-- ASSIGNED TASK --
Every line containing "three" should be identified and copied from the data below.

-- DATA SUPPLIED --

============================================================

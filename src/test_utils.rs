//! Shared helpers for unit and end-to-end tests.
//!
//! Provides a consistent tracing-based logging initialization so test
//! output carries thread ids and source locations, which matters when
//! debugging interleavings.

use std::sync::Once;

static INIT_LOGGING: Once = Once::new();

/// Initialize test logging with debug-level output.
///
/// Safe to call multiple times; only initializes once.
pub fn init_test_logging() {
    init_test_logging_with_level(tracing::Level::DEBUG);
}

/// Initialize test logging with a custom level.
///
/// The first call wins; later calls are no-ops.
pub fn init_test_logging_with_level(level: tracing::Level) {
    INIT_LOGGING.call_once(|| {
        let _ = tracing_subscriber::fmt()
            .with_max_level(level)
            .with_test_writer()
            .with_file(true)
            .with_line_number(true)
            .with_thread_ids(true)
            .with_ansi(false)
            .try_init();
    });
}
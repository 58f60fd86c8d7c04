//! Deadlock-avoidance and deadlock-detection lock primitives.
//!
//! Two complementary strategies over plain blocking mutexes:
//!
//! - [`HierarchicalMutex`]: *avoidance*. Acquisitions must descend a
//!   declared level order; an out-of-order acquire is refused before it
//!   can block, so cycles cannot form.
//! - [`TrackedMutex`] + [`WaitGraph`]: *detection*. Every acquire,
//!   block, and release is mirrored into a wait-for graph, and
//!   [`WaitGraph::has_deadlock`] reports whether the current snapshot
//!   contains a cycle.
//!
//! Both hand out RAII guards; release is scoped and runs on every exit
//! path, panics included.

mod graph;
mod hierarchical;
mod tracked;

pub use graph::{LockId, WaitGraph};
pub use hierarchical::{HierarchicalGuard, HierarchicalMutex, HierarchyError};
pub use tracked::{TrackedGuard, TrackedMutex};
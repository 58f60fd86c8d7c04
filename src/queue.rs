//! Fixed-capacity FIFO queue with blocking produce and consume.
//!
//! One mutex guards the element buffer; two condition variables signal
//! the not-empty and not-full transitions. `0 <= len <= capacity` holds
//! at every observable point, and items come out in the order their
//! pushes committed, regardless of how many producers and consumers are
//! attached.
//!
//! There is no cancellation: a blocked producer is released only by a
//! consumer and vice versa. Fairness beyond the platform condvar's
//! FIFO-ish wakeup order is not guaranteed.

use std::collections::VecDeque;
use std::fmt;
use std::sync::{Condvar, Mutex};

/// A bounded blocking queue.
///
/// # Example
///
/// ```
/// use interlock::queue::BoundedQueue;
/// use std::sync::Arc;
/// use std::thread;
///
/// let queue = Arc::new(BoundedQueue::new(2));
/// let producer = {
///     let queue = Arc::clone(&queue);
///     thread::spawn(move || {
///         for i in 0..5 {
///             queue.produce(i);
///         }
///     })
/// };
/// let consumed: Vec<i32> = (0..5).map(|_| queue.consume()).collect();
/// producer.join().unwrap();
/// assert_eq!(consumed, vec![0, 1, 2, 3, 4]);
/// ```
pub struct BoundedQueue<T> {
    items: Mutex<VecDeque<T>>,
    not_empty: Condvar,
    not_full: Condvar,
    capacity: usize,
}

impl<T> BoundedQueue<T> {
    /// Creates a queue holding at most `capacity` items.
    ///
    /// # Panics
    ///
    /// Panics if `capacity` is zero.
    #[must_use]
    pub fn new(capacity: usize) -> Self {
        assert!(capacity > 0, "queue capacity must be at least 1");
        Self {
            items: Mutex::new(VecDeque::with_capacity(capacity)),
            not_empty: Condvar::new(),
            not_full: Condvar::new(),
            capacity,
        }
    }

    /// Appends `item`, blocking while the queue is full.
    ///
    /// Ownership of `item` transfers to the queue. Wakes one blocked
    /// consumer after the push commits.
    pub fn produce(&self, item: T) {
        let guard = self.items.lock().expect("queue mutex poisoned");
        let mut items = self
            .not_full
            .wait_while(guard, |items| items.len() == self.capacity)
            .expect("queue mutex poisoned");
        items.push_back(item);
        drop(items);
        self.not_empty.notify_one();
    }

    /// Removes and returns the head, blocking while the queue is empty.
    ///
    /// Wakes one blocked producer after the pop commits.
    pub fn consume(&self) -> T {
        let guard = self.items.lock().expect("queue mutex poisoned");
        let mut items = self
            .not_empty
            .wait_while(guard, |items| items.is_empty())
            .expect("queue mutex poisoned");
        let item = items.pop_front().expect("non-empty after wait");
        drop(items);
        self.not_full.notify_one();
        item
    }

    /// Returns the number of queued items, a weakly consistent snapshot.
    #[must_use]
    pub fn len(&self) -> usize {
        self.items.lock().expect("queue mutex poisoned").len()
    }

    /// Returns `true` if the queue holds no items right now.
    #[must_use]
    pub fn is_empty(&self) -> bool {
        self.len() == 0
    }

    /// Returns the fixed capacity.
    #[must_use]
    pub const fn capacity(&self) -> usize {
        self.capacity
    }
}

impl<T> fmt::Debug for BoundedQueue<T> {
    fn fmt(&self, f: &mut fmt::Formatter<'_>) -> fmt::Result {
        f.debug_struct("BoundedQueue")
            .field("len", &self.len())
            .field("capacity", &self.capacity)
            .finish()
    }
}
//! Fill null areas of a raster by spline interpolation.
//!
//! The null cells of the input are grown by nominally three cells; the
//! valid cells in that ring become points for a regularized spline with
//! tension, and the interpolated surface is patched into the holes.
//!
//! Rasters live in a [`Mapset`], a namespace shared with other users. A
//! user mask in its `MASK` slot is moved aside for the run, used to
//! restrict the interpolation, and always handed back, whether the run
//! succeeds, fails or panics.
//!
//! # Example
//!
//! ```ignore
//! use fillnulls::{DirectoryMapset, FillNulls, FillNullsConfig, LocalCapabilities};
//!
//! let mut mapset = DirectoryMapset::open("/data/mapset")?;
//! let fill = FillNulls::new(LocalCapabilities::new(), FillNullsConfig::default());
//! let report = fill.run(&mut mapset, "elevation", "elevation_filled")?;
//! println!("filled {} cells", report.filled_cells);
//! ```

pub mod capability;
pub mod config;
pub mod detect;
pub mod error;
pub mod mapset;
pub mod mask;
pub mod pipeline;
pub mod run_id;

// Re-export commonly used types at crate root
pub use capability::{Capabilities, LocalCapabilities, SplineRequest};
pub use config::FillNullsConfig;
pub use error::{CapabilityError, CapabilityResult, FillError, FillResult};
pub use mapset::{DirectoryMapset, Mapset, MemoryMapset, MASK};
pub use mask::MaskTransaction;
pub use pipeline::{FillNulls, FillReport, PipelineState};
pub use run_id::{RunId, TempNames};
//! The active processing window: extent plus row/column layout.

use crate::{BoundingBox, RasterError, RasterResult};
use serde::{Deserialize, Serialize};

/// Extent and resolution of the active processing window.
///
/// Rows run north to south and columns west to east, so cell `(0, 0)` is
/// the north-west corner. Resolutions are derived from the extent and
/// the cell counts and never change once the region is built.
#[derive(Debug, Clone, Copy, PartialEq, Serialize, Deserialize)]
pub struct Region {
    /// Outer edges of the window (cell edges, not cell centres).
    pub bbox: BoundingBox,
    /// Number of rows (north-south direction).
    pub rows: usize,
    /// Number of columns (east-west direction).
    pub cols: usize,
}

impl Region {
    /// Create a region, validating that it describes at least one cell of
    /// positive size.
    pub fn new(bbox: BoundingBox, rows: usize, cols: usize) -> RasterResult<Self> {
        let region = Self { bbox, rows, cols };
        region.validate()?;
        Ok(region)
    }

    /// Region whose cells are `res` units square, anchored at `(min_x, min_y)`.
    pub fn with_resolution(
        min_x: f64,
        min_y: f64,
        res: f64,
        rows: usize,
        cols: usize,
    ) -> RasterResult<Self> {
        let bbox = BoundingBox::new(
            min_x,
            min_y,
            min_x + res * cols as f64,
            min_y + res * rows as f64,
        );
        Self::new(bbox, rows, cols)
    }

    /// Check the region invariants.
    pub fn validate(&self) -> RasterResult<()> {
        if self.rows == 0 || self.cols == 0 {
            return Err(RasterError::InvalidRegion(format!(
                "region must have at least one cell, got {}x{}",
                self.rows, self.cols
            )));
        }
        let (w, h) = (self.bbox.width(), self.bbox.height());
        if !(w.is_finite() && h.is_finite()) || w <= 0.0 || h <= 0.0 {
            return Err(RasterError::InvalidRegion(format!(
                "extent must be finite and positive, got {} x {}",
                w, h
            )));
        }
        Ok(())
    }

    /// East-west cell size.
    pub fn ewres(&self) -> f64 {
        self.bbox.width() / self.cols as f64
    }

    /// North-south cell size.
    pub fn nsres(&self) -> f64 {
        self.bbox.height() / self.rows as f64
    }

    /// Total number of cells.
    pub fn len(&self) -> usize {
        self.rows * self.cols
    }

    /// Check if the region has no cells.
    pub fn is_empty(&self) -> bool {
        self.rows == 0 || self.cols == 0
    }

    /// Distance used to grow the boundary ring around null areas:
    /// nominally three cells, `1.5 * (ewres + nsres)`.
    pub fn ring_distance(&self) -> f64 {
        1.5 * (self.ewres() + self.nsres())
    }

    /// Map coordinates of the centre of a cell.
    pub fn cell_center(&self, row: usize, col: usize) -> (f64, f64) {
        let x = self.bbox.min_x + (col as f64 + 0.5) * self.ewres();
        let y = self.bbox.max_y - (row as f64 + 0.5) * self.nsres();
        (x, y)
    }

    /// Get the 1D array index for a 2D cell position (row-major).
    pub fn flat_index(&self, row: usize, col: usize) -> usize {
        row * self.cols + col
    }

    /// Whether two regions describe the same cell layout, within a small
    /// tolerance on the extent.
    pub fn matches(&self, other: &Region) -> bool {
        let tol = 1e-9 * (self.ewres() + self.nsres());
        self.rows == other.rows
            && self.cols == other.cols
            && (self.bbox.min_x - other.bbox.min_x).abs() <= tol
            && (self.bbox.min_y - other.bbox.min_y).abs() <= tol
            && (self.bbox.max_x - other.bbox.max_x).abs() <= tol
            && (self.bbox.max_y - other.bbox.max_y).abs() <= tol
    }
}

============================================================

-- RESPONSE TO THIS EXERCISE --
//! The null cells of the input are grown by nominally three cells; the
    /// nominally three cells, `1.5 * (ewres + nsres)`.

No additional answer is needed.